In a way, the experience was eye-opening — how many people are true newbies to the Internet anymore? Even children begin their lives as electronic citizens, grow up handling tablets. And now, widespread smartphone use has given everyone simple and constant access to the Web. Theoretically, as we start on the Internet at an earlier age, the question of its difficulty should ease, and the idea of it being “hard” should become laughable.
And yet, according to Pew, that isn’t necessarily the case. Then, I thought, maybe difficulty isn’t actually related to the ability of using the Web. Maybe, it’s the inherent guts of the Internet itself — that patchwork of pipes, code and files that make up our information superhighway. As it turns out, peering under the hood of the Internet reveals a tangled, sprawling mess.

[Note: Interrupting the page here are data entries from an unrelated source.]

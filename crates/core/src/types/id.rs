//! Newtype IDs for type-safe entity references.
//!
//! User identities are UUIDs. The newtype prevents accidentally mixing user
//! IDs with other identifiers, and `parse` gives a stable failure point for
//! IDs arriving as strings (token subjects, cache keys).

use core::fmt;

use serde::{Deserialize, Serialize};
use uuid::Uuid;

/// Error parsing a [`UserId`] from a string.
#[derive(Debug, Clone, thiserror::Error)]
#[error("invalid user id: {0}")]
pub struct UserIdError(String);

/// A user's unique identifier.
#[derive(Debug, Clone, Copy, PartialEq, Eq, Hash, Serialize, Deserialize)]
#[serde(transparent)]
pub struct UserId(Uuid);

impl UserId {
    /// Create a new ID from a UUID value.
    #[must_use]
    pub const fn new(id: Uuid) -> Self {
        Self(id)
    }

    /// Generate a fresh random ID.
    #[must_use]
    pub fn generate() -> Self {
        Self(Uuid::new_v4())
    }

    /// Parse an ID from its string form.
    ///
    /// # Errors
    ///
    /// Returns [`UserIdError`] if the input is not a valid UUID.
    pub fn parse(s: &str) -> Result<Self, UserIdError> {
        Uuid::parse_str(s)
            .map(Self)
            .map_err(|e| UserIdError(e.to_string()))
    }

    /// Get the underlying UUID value.
    #[must_use]
    pub const fn as_uuid(&self) -> Uuid {
        self.0
    }
}

impl fmt::Display for UserId {
    fn fmt(&self, f: &mut fmt::Formatter<'_>) -> fmt::Result {
        write!(f, "{}", self.0)
    }
}

impl From<Uuid> for UserId {
    fn from(id: Uuid) -> Self {
        Self(id)
    }
}

impl From<UserId> for Uuid {
    fn from(id: UserId) -> Self {
        id.0
    }
}

impl std::str::FromStr for UserId {
    type Err = UserIdError;

    fn from_str(s: &str) -> Result<Self, Self::Err> {
        Self::parse(s)
    }
}

// SQLx support (with postgres feature)
#[cfg(feature = "postgres")]
impl sqlx::Type<sqlx::Postgres> for UserId {
    fn type_info() -> sqlx::postgres::PgTypeInfo {
        <Uuid as sqlx::Type<sqlx::Postgres>>::type_info()
    }

    fn compatible(ty: &sqlx::postgres::PgTypeInfo) -> bool {
        <Uuid as sqlx::Type<sqlx::Postgres>>::compatible(ty)
    }
}

#[cfg(feature = "postgres")]
impl<'r> sqlx::Decode<'r, sqlx::Postgres> for UserId {
    fn decode(value: sqlx::postgres::PgValueRef<'r>) -> Result<Self, sqlx::error::BoxDynError> {
        let id = <Uuid as sqlx::Decode<sqlx::Postgres>>::decode(value)?;
        Ok(Self(id))
    }
}

#[cfg(feature = "postgres")]
impl sqlx::Encode<'_, sqlx::Postgres> for UserId {
    fn encode_by_ref(
        &self,
        buf: &mut sqlx::postgres::PgArgumentBuffer,
    ) -> Result<sqlx::encode::IsNull, sqlx::error::BoxDynError> {
        <Uuid as sqlx::Encode<sqlx::Postgres>>::encode_by_ref(&self.0, buf)
    }
}

#[cfg(test)]
#[allow(clippy::unwrap_used)]
mod tests {
    use super::*;

    #[test]
    fn test_parse_roundtrip() {
        let id = UserId::generate();
        let parsed = UserId::parse(&id.to_string()).unwrap();
        assert_eq!(parsed, id);
    }

    #[test]
    fn test_parse_rejects_garbage() {
        assert!(UserId::parse("not-a-uuid").is_err());
        assert!(UserId::parse("").is_err());
    }

    #[test]
    fn test_serde_transparent() {
        let id = UserId::generate();
        let json = serde_json::to_string(&id).unwrap();
        assert_eq!(json, format!("\"{id}\""));

        let back: UserId = serde_json::from_str(&json).unwrap();
        assert_eq!(back, id);
    }

    #[test]
    fn test_from_str() {
        let id = UserId::generate();
        let parsed: UserId = id.to_string().parse().unwrap();
        assert_eq!(parsed, id);
    }
}
//! Email address type.

use core::fmt;

use serde::{Deserialize, Serialize};

/// Errors that can occur when parsing an [`Email`].
#[derive(thiserror::Error, Debug, Clone)]
pub enum EmailError {
    /// The input string is empty.
    #[error("email cannot be empty")]
    Empty,
    /// The input string is too long.
    #[error("email must be at most {max} characters")]
    TooLong {
        /// Maximum allowed length.
        max: usize,
    },
    /// The input does not contain an @ symbol.
    #[error("email must contain an @ symbol")]
    MissingAtSymbol,
    /// The local part (before @) is empty.
    #[error("email local part cannot be empty")]
    EmptyLocalPart,
    /// The domain part (after @) is empty.
    #[error("email domain cannot be empty")]
    EmptyDomain,
    /// The input contains whitespace.
    #[error("email cannot contain whitespace")]
    ContainsWhitespace,
}

/// A validated email address.
///
/// Email is the unification key across auth providers, so every email that
/// reaches the store goes through this type first.
///
/// ## Constraints
///
/// - Length: 1-254 characters (RFC 5321 limit)
/// - Must contain an @ symbol with non-empty local and domain parts
/// - No whitespace
#[derive(Debug, Clone, Serialize, Deserialize, PartialEq, Eq, Hash)]
#[serde(transparent)]
pub struct Email(String);

impl Email {
    /// Maximum length of an email address (RFC 5321).
    pub const MAX_LENGTH: usize = 254;

    /// Parse an `Email` from a string.
    ///
    /// # Errors
    ///
    /// Returns an [`EmailError`] describing the first constraint violated.
    pub fn parse(s: &str) -> Result<Self, EmailError> {
        if s.is_empty() {
            return Err(EmailError::Empty);
        }

        if s.len() > Self::MAX_LENGTH {
            return Err(EmailError::TooLong {
                max: Self::MAX_LENGTH,
            });
        }

        if s.chars().any(char::is_whitespace) {
            return Err(EmailError::ContainsWhitespace);
        }

        let at_pos = s.find('@').ok_or(EmailError::MissingAtSymbol)?;

        if at_pos == 0 {
            return Err(EmailError::EmptyLocalPart);
        }

        if at_pos == s.len() - 1 {
            return Err(EmailError::EmptyDomain);
        }

        Ok(Self(s.to_owned()))
    }

    /// Returns the email address as a string slice.
    #[must_use]
    pub fn as_str(&self) -> &str {
        &self.0
    }

    /// Consumes the `Email` and returns its inner string.
    #[must_use]
    pub fn into_inner(self) -> String {
        self.0
    }
}

impl fmt::Display for Email {
    fn fmt(&self, f: &mut fmt::Formatter<'_>) -> fmt::Result {
        write!(f, "{}", self.0)
    }
}

impl std::str::FromStr for Email {
    type Err = EmailError;

    fn from_str(s: &str) -> Result<Self, Self::Err> {
        Self::parse(s)
    }
}

impl AsRef<str> for Email {
    fn as_ref(&self) -> &str {
        &self.0
    }
}

// SQLx support (with postgres feature)
#[cfg(feature = "postgres")]
impl sqlx::Type<sqlx::Postgres> for Email {
    fn type_info() -> sqlx::postgres::PgTypeInfo {
        <String as sqlx::Type<sqlx::Postgres>>::type_info()
    }

    fn compatible(ty: &sqlx::postgres::PgTypeInfo) -> bool {
        <String as sqlx::Type<sqlx::Postgres>>::compatible(ty)
    }
}

#[cfg(feature = "postgres")]
impl<'r> sqlx::Decode<'r, sqlx::Postgres> for Email {
    fn decode(value: sqlx::postgres::PgValueRef<'r>) -> Result<Self, sqlx::error::BoxDynError> {
        let s = <String as sqlx::Decode<sqlx::Postgres>>::decode(value)?;
        // Database values are assumed valid
        Ok(Self(s))
    }
}

#[cfg(feature = "postgres")]
impl sqlx::Encode<'_, sqlx::Postgres> for Email {
    fn encode_by_ref(
        &self,
        buf: &mut sqlx::postgres::PgArgumentBuffer,
    ) -> Result<sqlx::encode::IsNull, sqlx::error::BoxDynError> {
        <String as sqlx::Encode<sqlx::Postgres>>::encode_by_ref(&self.0, buf)
    }
}
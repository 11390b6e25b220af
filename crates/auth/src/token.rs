//! Token issuance: password hashing and JWT access/refresh pairs.
//!
//! Signing-key material is the caller's concern; this module only consumes
//! it through [`AuthConfig`](crate::config::AuthConfig).

use std::time::Duration;

use argon2::{
    Argon2,
    password_hash::{PasswordHash, PasswordHasher, PasswordVerifier, SaltString, rand_core::OsRng},
};
use blue_papaya_core::{AuthProvider, UserId};
use chrono::{DateTime, Utc};
use jsonwebtoken::{DecodingKey, EncodingKey, Header, Validation, decode, encode};
use secrecy::ExposeSecret;
use serde::{Deserialize, Serialize};
use thiserror::Error;
use uuid::Uuid;

use crate::config::AuthConfig;
use crate::models::TokenPair;

/// Upper bound on a token lifetime, roughly a century. Keeps expiry
/// arithmetic inside the range calendar types can represent.
const MAX_TTL_SECS: i64 = 100 * 365 * 24 * 3600;

fn clamp_ttl(ttl: Duration) -> i64 {
    i64::try_from(ttl.as_secs())
        .unwrap_or(i64::MAX)
        .min(MAX_TTL_SECS)
}

/// Errors from token issuance and validation.
#[derive(Debug, Error)]
pub enum TokenError {
    /// JWT signing or validation failed.
    #[error("jwt error: {0}")]
    Jwt(#[from] jsonwebtoken::errors::Error),

    /// Password hashing failed.
    #[error("password hashing failed")]
    Hashing,

    /// A stored password hash could not be parsed.
    #[error("malformed password hash")]
    MalformedHash,

    /// Issuer failure injected by a test fake.
    #[error("issuer failure: {0}")]
    Other(String),
}

/// What a token is good for.
#[derive(Debug, Clone, Copy, PartialEq, Eq, Serialize, Deserialize)]
#[serde(rename_all = "snake_case")]
pub enum TokenUse {
    /// Short-lived API credential.
    Access,
    /// Longer-lived rotation credential.
    Refresh,
}

/// Claims carried by every token this system signs.
#[derive(Debug, Clone, Serialize, Deserialize)]
pub struct Claims {
    /// Subject: the user ID.
    pub sub: String,
    /// Provider the user authenticated with.
    pub provider: AuthProvider,
    /// Access or refresh.
    pub token_use: TokenUse,
    /// Unique token ID; makes successive issuances distinct.
    pub jti: Uuid,
    /// Issued-at (Unix timestamp).
    pub iat: i64,
    /// Expiry (Unix timestamp).
    pub exp: i64,
}

/// Password hashing and token signing capability.
pub trait TokenIssuer: Send + Sync {
    /// Hash a plaintext password for storage.
    fn hash_password(&self, password: &str) -> Result<String, TokenError>;

    /// Verify a plaintext password against a stored hash.
    ///
    /// Returns `Ok(false)` on mismatch; errors are reserved for malformed
    /// hashes.
    fn verify_password(&self, password: &str, hash: &str) -> Result<bool, TokenError>;

    /// Issue an access/refresh pair, both expiries computed from `now`.
    fn issue_pair(
        &self,
        user_id: UserId,
        provider: AuthProvider,
        now: DateTime<Utc>,
    ) -> Result<TokenPair, TokenError>;

    /// Issue an access token alone (Google sessions keep the provider's
    /// refresh token instead of a local one).
    fn issue_access(
        &self,
        user_id: UserId,
        provider: AuthProvider,
        now: DateTime<Utc>,
    ) -> Result<(String, DateTime<Utc>), TokenError>;
}

/// Production issuer: Argon2id password hashes, HS256 JWTs.
pub struct JwtIssuer {
    encoding_key: EncodingKey,
    decoding_key: DecodingKey,
    access_ttl_secs: i64,
    refresh_ttl_secs: i64,
}

impl JwtIssuer {
    /// Build an issuer from the auth configuration.
    #[must_use]
    pub fn new(config: &AuthConfig) -> Self {
        let secret = config.jwt_secret.expose_secret().as_bytes();
        Self {
            encoding_key: EncodingKey::from_secret(secret),
            decoding_key: DecodingKey::from_secret(secret),
            access_ttl_secs: clamp_ttl(config.access_token_ttl),
            refresh_ttl_secs: clamp_ttl(config.refresh_token_ttl),
        }
    }

    fn sign(
        &self,
        user_id: UserId,
        provider: AuthProvider,
        token_use: TokenUse,
        now: DateTime<Utc>,
        ttl_secs: i64,
    ) -> Result<(String, DateTime<Utc>), TokenError> {
        let expires = now + chrono::Duration::seconds(ttl_secs);
        let claims = Claims {
            sub: user_id.to_string(),
            provider,
            token_use,
            jti: Uuid::new_v4(),
            iat: now.timestamp(),
            exp: expires.timestamp(),
        };

        let token = encode(&Header::default(), &claims, &self.encoding_key)?;
        Ok((token, expires))
    }

    /// Decode and validate a token this issuer signed.
    ///
    /// # Errors
    ///
    /// Returns [`TokenError::Jwt`] for bad signatures and expired tokens.
    pub fn decode(&self, token: &str) -> Result<Claims, TokenError> {
        let data = decode::<Claims>(token, &self.decoding_key, &Validation::default())?;
        Ok(data.claims)
    }
}

impl TokenIssuer for JwtIssuer {
    fn hash_password(&self, password: &str) -> Result<String, TokenError> {
        let salt = SaltString::generate(&mut OsRng);
        Argon2::default()
            .hash_password(password.as_bytes(), &salt)
            .map(|hash| hash.to_string())
            .map_err(|_| TokenError::Hashing)
    }

    fn verify_password(&self, password: &str, hash: &str) -> Result<bool, TokenError> {
        let parsed_hash = PasswordHash::new(hash).map_err(|_| TokenError::MalformedHash)?;
        Ok(Argon2::default()
            .verify_password(password.as_bytes(), &parsed_hash)
            .is_ok())
    }

    fn issue_pair(
        &self,
        user_id: UserId,
        provider: AuthProvider,
        now: DateTime<Utc>,
    ) -> Result<TokenPair, TokenError> {
        let (access_token, access_token_expires) =
            self.sign(user_id, provider, TokenUse::Access, now, self.access_ttl_secs)?;
        let (refresh_token, refresh_token_expires) = self.sign(
            user_id,
            provider,
            TokenUse::Refresh,
            now,
            self.refresh_ttl_secs,
        )?;

        Ok(TokenPair {
            access_token,
            refresh_token,
            access_token_expires,
            refresh_token_expires,
        })
    }

    fn issue_access(
        &self,
        user_id: UserId,
        provider: AuthProvider,
        now: DateTime<Utc>,
    ) -> Result<(String, DateTime<Utc>), TokenError> {
        self.sign(user_id, provider, TokenUse::Access, now, self.access_ttl_secs)
    }
}

impl std::fmt::Debug for JwtIssuer {
    fn fmt(&self, f: &mut std::fmt::Formatter<'_>) -> std::fmt::Result {
        f.debug_struct("JwtIssuer")
            .field("access_ttl_secs", &self.access_ttl_secs)
            .field("refresh_ttl_secs", &self.refresh_ttl_secs)
            .finish_non_exhaustive()
    }
}

#[cfg(test)]
#[allow(clippy::unwrap_used)]
mod tests {
    use super::*;
    use crate::config::GoogleOAuthConfig;
    use secrecy::SecretString;

    fn test_config() -> AuthConfig {
        AuthConfig {
            database_url: SecretString::from("postgres://localhost/bp_auth_test"),
            jwt_secret: SecretString::from("kJ8#mN2$pQ5&rT9!vX3@zB6^cD0*fG4%"),
            access_token_ttl: Duration::from_secs(900),
            refresh_token_ttl: Duration::from_secs(7 * 24 * 3600),
            google: GoogleOAuthConfig {
                client_id: "client-id".to_string(),
                client_secret: SecretString::from("client-secret-value"),
                redirect_uri: "https://shop.example.com/auth/google/callback".to_string(),
            },
        }
    }

    #[test]
    fn test_password_hash_roundtrip() {
        let issuer = JwtIssuer::new(&test_config());
        let hash = issuer.hash_password("hunter22").unwrap();

        assert!(issuer.verify_password("hunter22", &hash).unwrap());
        assert!(!issuer.verify_password("hunter23", &hash).unwrap());
    }

    #[test]
    fn test_verify_rejects_malformed_hash() {
        let issuer = JwtIssuer::new(&test_config());
        assert!(matches!(
            issuer.verify_password("pw", "not-an-argon2-hash"),
            Err(TokenError::MalformedHash)
        ));
    }

    #[test]
    fn test_pair_expiries_follow_config() {
        let issuer = JwtIssuer::new(&test_config());
        let now = Utc::now();
        let pair = issuer
            .issue_pair(UserId::generate(), AuthProvider::Local, now)
            .unwrap();

        assert_eq!(pair.access_token_expires, now + chrono::Duration::seconds(900));
        assert_eq!(
            pair.refresh_token_expires,
            now + chrono::Duration::seconds(7 * 24 * 3600)
        );
        assert_ne!(pair.access_token, pair.refresh_token);
    }

    #[test]
    fn test_extreme_ttl_is_clamped() {
        let mut config = test_config();
        config.refresh_token_ttl = Duration::from_secs(u64::MAX);
        let issuer = JwtIssuer::new(&config);

        let pair = issuer
            .issue_pair(UserId::generate(), AuthProvider::Local, Utc::now())
            .unwrap();
        assert!(pair.refresh_token_expires > pair.access_token_expires);
    }

    #[test]
    fn test_decode_roundtrip() {
        let issuer = JwtIssuer::new(&test_config());
        let user_id = UserId::generate();
        let pair = issuer
            .issue_pair(user_id, AuthProvider::Google, Utc::now())
            .unwrap();

        let claims = issuer.decode(&pair.access_token).unwrap();
        assert_eq!(claims.sub, user_id.to_string());
        assert_eq!(claims.provider, AuthProvider::Google);
        assert_eq!(claims.token_use, TokenUse::Access);

        let claims = issuer.decode(&pair.refresh_token).unwrap();
        assert_eq!(claims.token_use, TokenUse::Refresh);
    }

    #[test]
    fn test_successive_tokens_are_distinct() {
        let issuer = JwtIssuer::new(&test_config());
        let user_id = UserId::generate();
        let now = Utc::now();

        let first = issuer.issue_pair(user_id, AuthProvider::Local, now).unwrap();
        let second = issuer.issue_pair(user_id, AuthProvider::Local, now).unwrap();
        assert_ne!(first.refresh_token, second.refresh_token);
    }

    #[test]
    fn test_decode_rejects_foreign_signature() {
        let issuer = JwtIssuer::new(&test_config());
        let mut other_config = test_config();
        other_config.jwt_secret = SecretString::from("qW3#eR5$tY7&uI9!oP1@aS2^dF4*gH6%");
        let other = JwtIssuer::new(&other_config);

        let pair = other
            .issue_pair(UserId::generate(), AuthProvider::Local, Utc::now())
            .unwrap();
        assert!(issuer.decode(&pair.access_token).is_err());
    }
}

Websites, in general, are big and getting bigger. Not just in the number of pages, but by file size: the average page ballooned to up to 1.2-megabyte in 2012, according to HTTP Archive. At its current rate, pages will grow to 2-megabytes by 2015 — about half the size of an MP3 file. So what’s making pages so bulky?
Images are growing in quality and resolution. And, of course, who can forget advertising? As we gravitate towards the Internet, so do advertisers touting pop-ups and rollovers to compete for your attention and clog up your resources. Then, there are scripts for social sharing and analytics, among others, adding to the flabbiness. Video elements, too, like Flash are still popular, fueled by an insatiable desire for multimedia. As the Internet becomes the go-to place for entertainment — whether it’s Netflix streaming, YouTube videos or catching up on news — bigger and content heavier sites will follow.
For the most part, infrastructure has kept up with the bigger pages — faster broadband, speedier browsers and more powerful processors — but advances in technology often create problems, and better devices are pushing the Internet to bulk-up. When Apple integrated better displays in the iPhone and iPad, for example, sites started using more beautiful pictures and videos. That means bigger files, but slower sites, even under the best broadband and browser conditions. And the Web is failing to meet those razor-thin margins.
As people and companies demand more functionality, the process of putting together a site has become infinitely more difficult for developers. To appreciate how much more rich and complex the Internet as a medium has become, you only have to look at the evolution of Web design.
In the late ’80s and early-90s, webpages once consisted of text, links and images, laid out in a single column, against a plain, sometimes colored background. The basic building block of the Web was HTML, and the most sophisticated visual element may have been the now-maligned blinking text, or later, the animated GIF.
The animated GIF, of course, holds on — sites like Buzzfeed and Tumblr are nearly unimaginable without it. But its popularity showed early on how much people liked elements that added dimension — whether it was movement or color — to the flatness of the computer screen.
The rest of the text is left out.